Part 17: Fukien Mission, 1911-1934

This continues coverage of missions to China with the papers of the Fukien Mission papers covering 1911-1929. It contains the Original Papers for 1911-1929. The Original Papers for the years 1900–1910 were covered in Part 16.

The Original Papers, 1911-1929, are the incoming papers sent by the missions to London. They contain letters regarding all kinds of subjects, the current political situation in China being covered in depth. There are letters from missionaries describing their first impressions, requesting furloughs, increases in salary, permission to marry, illness and retirement and there are vivid descriptions of their travels in the countryside and their work carried out in the missions. These are contained in the missionaries’ letters, journals and annual reports.

Reports, Minutes and Pamphlets of all kinds are to be found: Reports on the Church Day Schools of Fukien including photographs of the pupils and teachers; Report of the Boys School; Minutes of the Standing Committee; Minutes of Conferences; Minutes of the Women’s Conference; Report of the Finance Committee; Report of the Medical School; Pamphlet of the Reform Movement in China; Minutes of the Education Committee; Report on the Kindergarten Training School; Report of the Girls School, Foochow; Report of the Blind Boys School Committee; Pamphlet on The Education of Chinese on British Lines; Minutes of the Fukien Anglican Mission Conference; Report of the Village Day Schools; Report on the Biblewomen’s Fund; Report of the Foochow Christian Women’s School of Industrial Arts.

Miscellaneous items include; certificates for language exams; notes from the Medical Board regarding the health of missionaries; missionary probation reports; plans for mission houses and schools; newspaper cuttings, many giving vivid descriptions of events in Fukien province such as one for 1911 in The Foochow Daily Record describing the bombardment and burning of the eastern quarters of Foochow city by the Revolutionists; a report on The New and Dangerous Position of Women in China; letters on the education of women in China; regular copies of The Fukien Diocesan Magazine including reports on schools, missionary itineration, hospitals, statistics of the work covered and a general review of all the districts; graphs showing the work of the mission – the educational and missionary strength and the number of Chinese workers; lists of workers needed for the mission such as doctors, nurses, educational workers; a prospectus for Trinity College, Foochow; a statement re a uniform salary needed for Chinese women workers; the charter and Catalogue for Fukien Christian University; a review of the year for the Fukien mission describing the work done in the missions and schools, the political situation and local events such as widespread flooding in 1922; letters describing the political situation in Fukien Province under Cantonese rule in 1927; memo of the Dublin University Fuhkien Mission stating its relationship to CMS.

CHINA MISSIONS

When CMS was founded China was closed to all missionaries, though a small Christian community survived from sixteenth century Roman Catholic evangelism. Knowledge of this stimulated English interest in China and in 1807 the London Missionary Society sent out Robert Morrison; he died in 1834 having failed to penetrate beyond the permitted foreign trading areas. CMS had consulted Morrison when he was in England in 1824 and in 1835 corresponded with Charles Gutzlaff, a Prussian evangelist working under the Netherlands Missionary Society. He was renowned for his journeys in defiance of the Chinese authorities, sailing along the coast, distributing tracts wherever he could. His zeal encouraged CMS to send Edward Squire in 1836 to investigate possibilities of work. His reports were discouraging, however, and the outbreak of the first Opium War between Britain and China forced his return to England.

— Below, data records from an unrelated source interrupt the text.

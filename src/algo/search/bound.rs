use crate::algo::base::{advanced, distance, successor};
use crate::iter::Sequence;

/// Returns the first position in the sorted range `[first, last)` whose value doesn't order before
/// `value`, which is the first position where `value` could be inserted without breaking the
/// order.
///
/// Uses `O(log n)` comparisons. Random access sequences find each midpoint in constant time,
/// others walk to it, which totals `O(n)` steps.
///
/// # Examples
/// ```
/// # use generic_algo::algo::{lower_bound, upper_bound};
/// let values = [1, 2, 2, 2, 5];
/// assert_eq!(lower_bound(&values[..], 0, 5, &2), 1);
/// assert_eq!(upper_bound(&values[..], 0, 5, &2), 4);
/// assert_eq!(lower_bound(&values[..], 0, 5, &3), 4);
/// ```
pub fn lower_bound<S>(seq: &S, first: S::Position, last: S::Position, value: &S::Value) -> S::Position
where
    S: Sequence + ?Sized,
    S::Value: PartialOrd,
{
    lower_bound_by(seq, first, last, value, |a, b| a < b)
}

pub fn lower_bound_by<S, F>(seq: &S, mut first: S::Position, last: S::Position, value: &S::Value, mut less: F) -> S::Position
where
    S: Sequence + ?Sized,
    F: FnMut(&S::Value, &S::Value) -> bool,
{
    let mut len = distance(seq, first.clone(), last);
    while len > 0 {
        let half = len / 2;
        let middle = advanced(seq, &first, half);
        if less(seq.at(&middle), value) {
            first = successor(seq, &middle);
            len -= half + 1;
        } else {
            len = half;
        }
    }
    first
}

/// Returns the first position in the sorted range `[first, last)` whose value orders after
/// `value`, which is the last position where `value` could be inserted without breaking the order.
pub fn upper_bound<S>(seq: &S, first: S::Position, last: S::Position, value: &S::Value) -> S::Position
where
    S: Sequence + ?Sized,
    S::Value: PartialOrd,
{
    upper_bound_by(seq, first, last, value, |a, b| a < b)
}

pub fn upper_bound_by<S, F>(seq: &S, mut first: S::Position, last: S::Position, value: &S::Value, mut less: F) -> S::Position
where
    S: Sequence + ?Sized,
    F: FnMut(&S::Value, &S::Value) -> bool,
{
    let mut len = distance(seq, first.clone(), last);
    while len > 0 {
        let half = len / 2;
        let middle = advanced(seq, &first, half);
        if less(value, seq.at(&middle)) {
            len = half;
        } else {
            first = successor(seq, &middle);
            len -= half + 1;
        }
    }
    first
}

/// Returns the subrange of the sorted range `[first, last)` holding the values equivalent to
/// `value`, as the pair `(lower_bound, upper_bound)`. Both are empty at the insertion point if
/// there is no such value.
///
/// # Examples
/// ```
/// # use generic_algo::algo::equal_range;
/// let values = [1, 3, 3, 3, 7, 9];
/// assert_eq!(equal_range(&values[..], 0, 6, &3), (1, 4));
/// assert_eq!(equal_range(&values[..], 0, 6, &8), (5, 5));
/// ```
pub fn equal_range<S>(seq: &S, first: S::Position, last: S::Position, value: &S::Value) -> (S::Position, S::Position)
where
    S: Sequence + ?Sized,
    S::Value: PartialOrd,
{
    equal_range_by(seq, first, last, value, |a, b| a < b)
}

pub fn equal_range_by<S, F>(
    seq: &S,
    mut first: S::Position,
    last: S::Position,
    value: &S::Value,
    mut less: F,
) -> (S::Position, S::Position)
where
    S: Sequence + ?Sized,
    F: FnMut(&S::Value, &S::Value) -> bool,
{
    let mut len = distance(seq, first.clone(), last);
    while len > 0 {
        let half = len / 2;
        let middle = advanced(seq, &first, half);
        if less(seq.at(&middle), value) {
            first = successor(seq, &middle);
            len -= half + 1;
        } else if less(value, seq.at(&middle)) {
            len = half;
        } else {
            // Found an equivalent value, the bounds lie on either side of it.
            let end = advanced(seq, &first, len);
            let left = lower_bound_by(seq, first, middle.clone(), value, &mut less);
            let right = upper_bound_by(seq, successor(seq, &middle), end, value, &mut less);
            return (left, right);
        }
    }
    (first.clone(), first)
}

/// Returns true if the sorted range `[first, last)` contains a value equivalent to `value`.
///
/// # Examples
/// ```
/// # use generic_algo::algo::binary_search;
/// # use generic_algo::iter::ForwardView;
/// let values = [2, 4, 6, 8];
/// assert!(binary_search(&values[..], 0, 4, &6));
/// assert!(!binary_search(&ForwardView(&values[..]), 0, 4, &5));
/// ```
pub fn binary_search<S>(seq: &S, first: S::Position, last: S::Position, value: &S::Value) -> bool
where
    S: Sequence + ?Sized,
    S::Value: PartialOrd,
{
    binary_search_by(seq, first, last, value, |a, b| a < b)
}

pub fn binary_search_by<S, F>(seq: &S, first: S::Position, last: S::Position, value: &S::Value, mut less: F) -> bool
where
    S: Sequence + ?Sized,
    F: FnMut(&S::Value, &S::Value) -> bool,
{
    let found = lower_bound_by(seq, first, last.clone(), value, &mut less);
    found != last && !less(value, seq.at(&found))
}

Ironically it was the Opium War that opened China to the Gospel. By the Treaty of Nanking in 1842 five Chinese ports were opened to Europeans (including missionaries); and Hong Kong was ceded to Britain. Many missionary societies immediately started work in mainland China. CMS was in a financial crisis, but an anonymous gift of £7,000 to start a China mission enabled them to send out two missionaries, George Smith and Thomas McClatchie in 1844. By 1847 work was established at Ningpo and Shanghai. In 1849 George Smith became bishop of Victoria, Hong Kong, having missionary jurisdiction over China.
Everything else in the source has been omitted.